Monomorphic Epitheliotropic Intestinal T-cell Lymphoma Presenting With Significant Villous Atrophy in the Small Intestine.

Monomorphic epitheliotropic intestinal T-cell lymphoma (MEITL) is a rare and aggressive primary intestinal T-cell lymphoma with a high mortality rate and poor prognosis. Although endoscopy plays a key role in early diagnosis, reports on detailed endoscopic findings are limited. Here, we present a case of MEITL with refractory diarrhea and significant villous atrophy, as observed on endoscopy. A 67-year-old woman was admitted to our hospital with refractory diarrhea and weight loss. Esophagogastroduodenoscopy revealed microgranular mucosa with significant villous atrophy in the duodenum. Enhanced magnifying endoscopy with narrow band imaging showed flattening and loss pattern of the villi in the transverse part of the duodenum. Colonoscopy also showed significant villous atrophy in the ileum. Biopsy specimens from the duodenum and ileum showed diffuse proliferation of small- to medium-sized atypical lymphoid cells in the lamina propria and intraepithelial lymphocytes.
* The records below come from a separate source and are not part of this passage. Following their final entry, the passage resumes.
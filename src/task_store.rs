// src/task_store.rs

use chrono::Utc;
use log::{debug, info};
use serde::Serialize;

use crate::error::{BoardError, Result};
use crate::models::{validate_hours, validate_title, Task, TaskDraft, TaskId, TaskStatus};

/// Change published to store subscribers after every committed mutation.
#[derive(Debug, Clone, PartialEq, Serialize)]
#[serde(tag = "type", rename_all = "snake_case")]
pub enum StoreEvent {
    Added { task_id: TaskId },
    Updated { task_id: TaskId },
    StatusChanged {
        task_id: TaskId,
        from: TaskStatus,
        to: TaskStatus,
    },
    Deleted { task_id: TaskId },
    Reloaded { count: usize },
}

#[derive(Debug, Clone, Copy, PartialEq, Eq, Hash)]
pub struct SubscriptionId(u64);

type Listener = Box<dyn FnMut(&StoreEvent) + Send>;

/// Canonical, insertion-ordered task collection.
///
/// The store is the only owner of tasks. Views read `list()` and re-project
/// after each notification; nothing else mutates the collection.
#[derive(Default)]
pub struct TaskStore {
    tasks: Vec<Task>,
    listeners: Vec<(SubscriptionId, Listener)>,
    next_subscription: u64,
}

impl TaskStore {
    pub fn new() -> Self {
        Self::default()
    }

    pub fn with_tasks(tasks: Vec<Task>) -> Self {
        TaskStore {
            tasks,
            ..Self::default()
        }
    }

    pub fn subscribe<F>(&mut self, listener: F) -> SubscriptionId
    where
        F: FnMut(&StoreEvent) + Send + 'static,
    {
        let id = SubscriptionId(self.next_subscription);
        self.next_subscription += 1;
        self.listeners.push((id, Box::new(listener)));
        id
    }

    pub fn unsubscribe(&mut self, id: SubscriptionId) -> bool {
        let before = self.listeners.len();
        self.listeners.retain(|(sub, _)| *sub != id);
        self.listeners.len() != before
    }

    fn notify(&mut self, event: StoreEvent) {
        debug!("store event: {:?}", event);
        for (_, listener) in self.listeners.iter_mut() {
            listener(&event);
        }
    }

    fn position(&self, id: &TaskId) -> Option<usize> {
        self.tasks.iter().position(|t| &t.task_id == id)
    }

    pub fn list(&self) -> &[Task] {
        &self.tasks
    }

    pub fn get(&self, id: &TaskId) -> Option<&Task> {
        self.tasks.iter().find(|t| &t.task_id == id)
    }

    pub fn len(&self) -> usize {
        self.tasks.len()
    }

    pub fn is_empty(&self) -> bool {
        self.tasks.is_empty()
    }

    /// Validate the draft and append it as a new `todo` (or draft-chosen) task.
    pub fn add(&mut self, draft: &TaskDraft) -> Result<Task> {
        let valid = draft.validated()?;
        let mut task_id = TaskId::generate();
        while self.position(&task_id).is_some() {
            task_id = TaskId::generate();
        }
        let task = valid.into_task(task_id, Utc::now());
        info!("Task created: {:?}", task.task_id);
        self.tasks.push(task.clone());
        self.notify(StoreEvent::Added {
            task_id: task.task_id.clone(),
        });
        Ok(task)
    }

    /// Replace the stored task with the same id. Identity and `created_at`
    /// stay store-owned; `updated_at` is refreshed.
    pub fn update(&mut self, task: Task) -> Result<Task> {
        let idx = self
            .position(&task.task_id)
            .ok_or_else(|| BoardError::not_found(task.task_id.as_str()))?;
        validate_title(&task.title)?;
        validate_hours(task.estimated_hours)?;

        let stored = &mut self.tasks[idx];
        let created_at = stored.created_at;
        let updated_at = stored.updated_at;
        *stored = Task {
            created_at,
            updated_at,
            ..task
        };
        stored.touch();
        let updated = stored.clone();
        self.notify(StoreEvent::Updated {
            task_id: updated.task_id.clone(),
        });
        Ok(updated)
    }

    /// Parse `new_status` and apply it. Any status may follow any other.
    pub fn change_status(&mut self, id: &TaskId, new_status: &str) -> Result<Task> {
        let status: TaskStatus = new_status.parse()?;
        self.set_status(id, status)
    }

    pub fn set_status(&mut self, id: &TaskId, status: TaskStatus) -> Result<Task> {
        let idx = self
            .position(id)
            .ok_or_else(|| BoardError::not_found(id.as_str()))?;
        let task = &mut self.tasks[idx];
        let from = task.status;
        task.status = status;
        task.touch();
        let updated = task.clone();
        debug!("Task {} moved {} -> {}", id, from, status);
        self.notify(StoreEvent::StatusChanged {
            task_id: id.clone(),
            from,
            to: status,
        });
        Ok(updated)
    }

    /// Remove the task and return it with its former index. Deleting an
    /// absent task is a no-op.
    pub fn delete(&mut self, id: &TaskId) -> Option<(usize, Task)> {
        let idx = self.position(id)?;
        let removed = self.tasks.remove(idx);
        info!("Task deleted: {:?}", id);
        self.notify(StoreEvent::Deleted { task_id: id.clone() });
        Some((idx, removed))
    }

    /// Swap in a freshly fetched collection.
    pub fn replace_all(&mut self, tasks: Vec<Task>) {
        self.tasks = tasks;
        let count = self.tasks.len();
        self.notify(StoreEvent::Reloaded { count });
    }

    /// Adopt the remote's copy of a task that already exists locally.
    pub fn reconcile(&mut self, task: Task) -> bool {
        match self.position(&task.task_id) {
            Some(idx) => {
                if self.tasks[idx] != task {
                    let task_id = task.task_id.clone();
                    self.tasks[idx] = task;
                    self.notify(StoreEvent::Updated { task_id });
                }
                true
            }
            None => false,
        }
    }

    /// Put a task back, either over its current version or at `index`
    /// (clamped) when it is absent.
    pub fn restore(&mut self, task: Task, index: usize) {
        let task_id = task.task_id.clone();
        match self.position(&task_id) {
            Some(idx) => {
                self.tasks[idx] = task;
                self.notify(StoreEvent::Updated { task_id });
            }
            None => {
                let idx = index.min(self.tasks.len());
                self.tasks.insert(idx, task);
                self.notify(StoreEvent::Added { task_id });
            }
        }
    }
}

#[cfg(test)]
mod tests {
    use super::*;
    use std::sync::{Arc, Mutex};

    fn draft(title: &str) -> TaskDraft {
        TaskDraft {
            title: title.to_string(),
            description: "300 gsm, matte".to_string(),
            priority: crate::models::Priority::High,
            estimated_hours: 3.0,
            deadline: "2026-11-02T09:00:00Z".to_string(),
            status: None,
        }
    }

    #[test]
    fn add_assigns_fresh_ids_and_defaults_to_todo() {
        let mut store = TaskStore::new();
        let a = store.add(&draft("Flyers")).unwrap();
        let b = store.add(&draft("Posters")).unwrap();

        assert_ne!(a.task_id, b.task_id);
        assert_eq!(a.status, TaskStatus::Todo);
        assert_eq!(a.created_at, a.updated_at);
        let titles: Vec<_> = store.list().iter().map(|t| t.title.as_str()).collect();
        assert_eq!(titles, vec!["Flyers", "Posters"]);
    }

    #[test]
    fn add_rejects_invalid_drafts_without_touching_the_list() {
        let mut store = TaskStore::new();
        store.add(&draft("Flyers")).unwrap();
        let before = store.list().to_vec();

        assert!(matches!(store.add(&draft("")), Err(BoardError::Validation { .. })));
        let mut bad_deadline = draft("Banner");
        bad_deadline.deadline = "soon".into();
        assert!(matches!(
            store.add(&bad_deadline),
            Err(BoardError::Validation { .. })
        ));
        assert_eq!(store.list(), before.as_slice());
    }

    #[test]
    fn update_replaces_fields_but_keeps_created_at() {
        let mut store = TaskStore::new();
        let task = store.add(&draft("Flyers")).unwrap();

        let mut edited = task.clone();
        edited.title = "Flyers (reprint)".into();
        edited.created_at = Utc::now() + chrono::Duration::days(3);
        let updated = store.update(edited).unwrap();

        assert_eq!(updated.title, "Flyers (reprint)");
        assert_eq!(updated.created_at, task.created_at);
        assert!(updated.updated_at >= task.updated_at);
    }

    #[test]
    fn titles_are_stored_as_submitted() {
        let mut store = TaskStore::new();
        let task = store.add(&draft(" Flyers ")).unwrap();
        assert_eq!(store.get(&task.task_id).unwrap().title, " Flyers ");

        let mut edited = task.clone();
        edited.title = "Flyers (reprint)  ".into();
        store.update(edited).unwrap();
        assert_eq!(store.list()[0].title, "Flyers (reprint)  ");

        let mut blank = task;
        blank.title = "   ".into();
        assert!(matches!(store.update(blank), Err(BoardError::Validation { .. })));
    }

    #[test]
    fn update_of_missing_task_is_not_found() {
        let mut store = TaskStore::new();
        let mut ghost = store.add(&draft("Flyers")).unwrap();
        ghost.task_id = TaskId::from("ghost");
        assert_eq!(store.update(ghost), Err(BoardError::not_found("ghost")));
    }

    #[test]
    fn change_status_allows_any_direction() {
        let mut store = TaskStore::new();
        let task = store.add(&draft("Flyers")).unwrap();

        let done = store.change_status(&task.task_id, "completed").unwrap();
        assert_eq!(done.status, TaskStatus::Completed);
        let back = store.change_status(&task.task_id, "in-progress").unwrap();
        assert_eq!(back.status, TaskStatus::InProgress);
        assert!(back.updated_at >= done.updated_at);
        assert_eq!(back.created_at, task.created_at);
    }

    #[test]
    fn change_status_errors_leave_state_unchanged() {
        let mut store = TaskStore::new();
        let task = store.add(&draft("Flyers")).unwrap();
        let before = serde_json::to_string(store.list()).unwrap();

        assert_eq!(
            store.change_status(&TaskId::from("missing-id"), "completed"),
            Err(BoardError::not_found("missing-id"))
        );
        assert_eq!(
            store.change_status(&task.task_id, "shipped"),
            Err(BoardError::invalid_transition("shipped"))
        );
        assert_eq!(serde_json::to_string(store.list()).unwrap(), before);
    }

    #[test]
    fn delete_twice_is_a_no_op_the_second_time() {
        let mut store = TaskStore::new();
        let task = store.add(&draft("Flyers")).unwrap();
        store.add(&draft("Posters")).unwrap();

        assert!(store.delete(&task.task_id).is_some());
        let after_once = store.list().to_vec();
        assert!(store.delete(&task.task_id).is_none());
        assert_eq!(store.list(), after_once.as_slice());
    }

    #[test]
    fn subscribers_see_each_mutation_once() {
        let mut store = TaskStore::new();
        let seen = Arc::new(Mutex::new(Vec::new()));
        let sink = seen.clone();
        let sub = store.subscribe(move |e| sink.lock().unwrap().push(e.clone()));

        let task = store.add(&draft("Flyers")).unwrap();
        store.set_status(&task.task_id, TaskStatus::Review).unwrap();
        let _ = store.change_status(&task.task_id, "nope");
        store.delete(&task.task_id);
        store.delete(&task.task_id);

        assert!(store.unsubscribe(sub));
        store.add(&draft("Posters")).unwrap();

        let events = seen.lock().unwrap();
        assert_eq!(events.len(), 3);
        assert_eq!(
            events[1],
            StoreEvent::StatusChanged {
                task_id: task.task_id.clone(),
                from: TaskStatus::Todo,
                to: TaskStatus::Review,
            }
        );
        assert_eq!(events[2], StoreEvent::Deleted { task_id: task.task_id.clone() });
    }

    #[test]
    fn restore_reinserts_at_the_original_index() {
        let mut store = TaskStore::new();
        store.add(&draft("A")).unwrap();
        let b = store.add(&draft("B")).unwrap();
        store.add(&draft("C")).unwrap();

        let (idx, removed) = store.delete(&b.task_id).unwrap();
        store.restore(removed, idx);

        let titles: Vec<_> = store.list().iter().map(|t| t.title.as_str()).collect();
        assert_eq!(titles, vec!["A", "B", "C"]);
    }
}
Immunohistochemistry revealed that the cells were positive for CD3, CD8, CD56, and Granzyme B. Diagnosing MEITL, PVPP (sobuzoxane, etoposide, and prednisone) chemotherapy was administered. However, since the patient developed intestinal obstruction after two courses of chemotherapy, it was discontinued. The patient died of intestinal perforation 82 days after diagnosis. MEITL can cause villous atrophy in the small intestine. Hence, magnifying endoscopy and follow-up histological examination are essential when villous atrophy is observed in patients with refractory diarrhea.